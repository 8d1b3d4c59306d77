//! Field normalization: raw source text to SQL literals.
//!
//! Every value that ends up in an insert statement passes through
//! [`normalize`]. Absent and empty values become the unquoted `NULL`
//! keyword; strings are quoted with embedded quotes doubled.

use std::fmt;
use std::str::FromStr;

use chrono::{DateTime, NaiveDate, NaiveDateTime, SecondsFormat, Utc};
use registry_catalog::FieldKind;
use serde::{Deserialize, Serialize};
use thiserror::Error;

/// The exact text of a value as it appears inside an insert statement.
#[derive(Debug, Clone, PartialEq, Eq, Hash)]
pub struct Literal(String);

impl Literal {
    pub const NULL_KEYWORD: &'static str = "NULL";

    pub fn null() -> Self {
        Self(Self::NULL_KEYWORD.to_string())
    }

    /// A single-quoted string literal with embedded quotes doubled.
    pub fn quoted(value: &str) -> Self {
        Self(format!("'{}'", value.replace('\'', "''")))
    }

    fn raw(text: impl Into<String>) -> Self {
        Self(text.into())
    }

    pub fn is_null(&self) -> bool {
        self.0 == Self::NULL_KEYWORD
    }

    pub fn as_str(&self) -> &str {
        &self.0
    }
}

impl fmt::Display for Literal {
    fn fmt(&self, f: &mut fmt::Formatter<'_>) -> fmt::Result {
        f.write_str(&self.0)
    }
}

/// A value that cannot be rendered as its declared kind.
#[derive(Debug, Clone, Error, PartialEq, Eq)]
#[error("invalid {kind} value '{value}'")]
pub struct NormalizeError {
    pub kind: FieldKind,
    pub value: String,
}

impl NormalizeError {
    fn new(kind: FieldKind, value: &str) -> Self {
        Self {
            kind,
            value: value.to_string(),
        }
    }
}

/// What to do with a value that fails normalization.
#[derive(Debug, Clone, Copy, Default, PartialEq, Eq, Serialize, Deserialize)]
#[serde(rename_all = "lowercase")]
pub enum InvalidValuePolicy {
    /// Fail the whole run, naming the offending row.
    #[default]
    Abort,
    /// Drop the row, report it, and keep going.
    Skip,
    /// Render the value as `NULL` and keep the row.
    Null,
}

impl InvalidValuePolicy {
    pub fn as_str(&self) -> &'static str {
        match self {
            Self::Abort => "abort",
            Self::Skip => "skip",
            Self::Null => "null",
        }
    }
}

impl fmt::Display for InvalidValuePolicy {
    fn fmt(&self, f: &mut fmt::Formatter<'_>) -> fmt::Result {
        f.write_str(self.as_str())
    }
}

impl FromStr for InvalidValuePolicy {
    type Err = String;

    fn from_str(s: &str) -> Result<Self, Self::Err> {
        match s.to_ascii_lowercase().as_str() {
            "abort" => Ok(Self::Abort),
            "skip" => Ok(Self::Skip),
            "null" => Ok(Self::Null),
            other => Err(format!(
                "unknown policy '{other}' (expected abort, skip or null)"
            )),
        }
    }
}

/// Render `value` as a literal of the given kind.
///
/// `None` means the field was absent from the row. Booleans never fail and
/// never render `NULL`.
pub fn normalize(value: Option<&str>, kind: FieldKind) -> Result<Literal, NormalizeError> {
    if kind == FieldKind::Boolean {
        return Ok(boolean(value));
    }

    let value = match value {
        Some(v) if !v.is_empty() => v,
        _ => return Ok(Literal::null()),
    };

    match kind {
        FieldKind::String | FieldKind::Reference => Ok(Literal::quoted(value)),
        FieldKind::Integer => integer(value),
        FieldKind::Decimal => decimal(value),
        FieldKind::Timestamp => timestamp(value),
        FieldKind::Boolean => Ok(boolean(Some(value))),
    }
}

fn boolean(value: Option<&str>) -> Literal {
    match value {
        Some(v) if v.eq_ignore_ascii_case("true") => Literal::raw("1"),
        _ => Literal::raw("0"),
    }
}

fn integer(value: &str) -> Result<Literal, NormalizeError> {
    let trimmed = value.trim();
    if trimmed.is_empty() {
        return Ok(Literal::null());
    }
    trimmed
        .parse::<i64>()
        .map(|n| Literal::raw(n.to_string()))
        .map_err(|_| NormalizeError::new(FieldKind::Integer, value))
}

fn decimal(value: &str) -> Result<Literal, NormalizeError> {
    let trimmed = value.trim();
    if trimmed.is_empty() {
        return Ok(Literal::null());
    }
    if !is_plain_decimal(trimmed) {
        return Err(NormalizeError::new(FieldKind::Decimal, value));
    }
    match trimmed.parse::<f64>() {
        Ok(n) if n.is_finite() => Ok(Literal::raw(trimmed)),
        _ => Err(NormalizeError::new(FieldKind::Decimal, value)),
    }
}

/// Optional sign, digits, at most one point, at least one digit.
///
/// Rejects forms `f64` would otherwise accept (`inf`, `1e5`, `NaN`).
fn is_plain_decimal(s: &str) -> bool {
    let digits = s.strip_prefix(['-', '+']).unwrap_or(s);
    let mut seen_point = false;
    let mut seen_digit = false;
    for c in digits.chars() {
        match c {
            '0'..='9' => seen_digit = true,
            '.' if !seen_point => seen_point = true,
            _ => return false,
        }
    }
    seen_digit
}

const DATETIME_FORMATS: &[&str] = &["%Y-%m-%d %H:%M:%S", "%Y-%m-%dT%H:%M:%S", "%Y-%m-%d %H:%M"];
const DATE_FORMATS: &[&str] = &["%Y-%m-%d", "%m/%d/%Y", "%Y/%m/%d"];

fn timestamp(value: &str) -> Result<Literal, NormalizeError> {
    let trimmed = value.trim();
    if trimmed.is_empty() {
        return Ok(Literal::null());
    }
    let parsed =
        parse_timestamp(trimmed).ok_or_else(|| NormalizeError::new(FieldKind::Timestamp, value))?;
    Ok(Literal::quoted(
        &parsed.to_rfc3339_opts(SecondsFormat::Millis, true),
    ))
}

/// Parse a calendar date or date-time. Values without an offset are UTC.
pub fn parse_timestamp(s: &str) -> Option<DateTime<Utc>> {
    if let Ok(dt) = DateTime::parse_from_rfc3339(s) {
        return Some(dt.with_timezone(&Utc));
    }
    for fmt in DATETIME_FORMATS {
        if let Ok(dt) = NaiveDateTime::parse_from_str(s, fmt) {
            return Some(dt.and_utc());
        }
    }
    for fmt in DATE_FORMATS {
        if let Ok(d) = NaiveDate::parse_from_str(s, fmt) {
            return d.and_hms_opt(0, 0, 0).map(|dt| dt.and_utc());
        }
    }
    None
}

#[cfg(test)]
#[path = "tests/normalize_tests.rs"]
mod tests;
══════
**Try it**
The required output is every line above from the one with "fn raw(text: impl" down to the one with "impl fmt::Display for Literal", restated word for word, ends included.

**Output of the task**
    fn raw(text: impl Into<String>) -> Self {
        Self(text.into())
    }

    pub fn is_null(&self) -> bool {
        self.0 == Self::NULL_KEYWORD
    }

    pub fn as_str(&self) -> &str {
        &self.0
    }
}

impl fmt::Display for Literal {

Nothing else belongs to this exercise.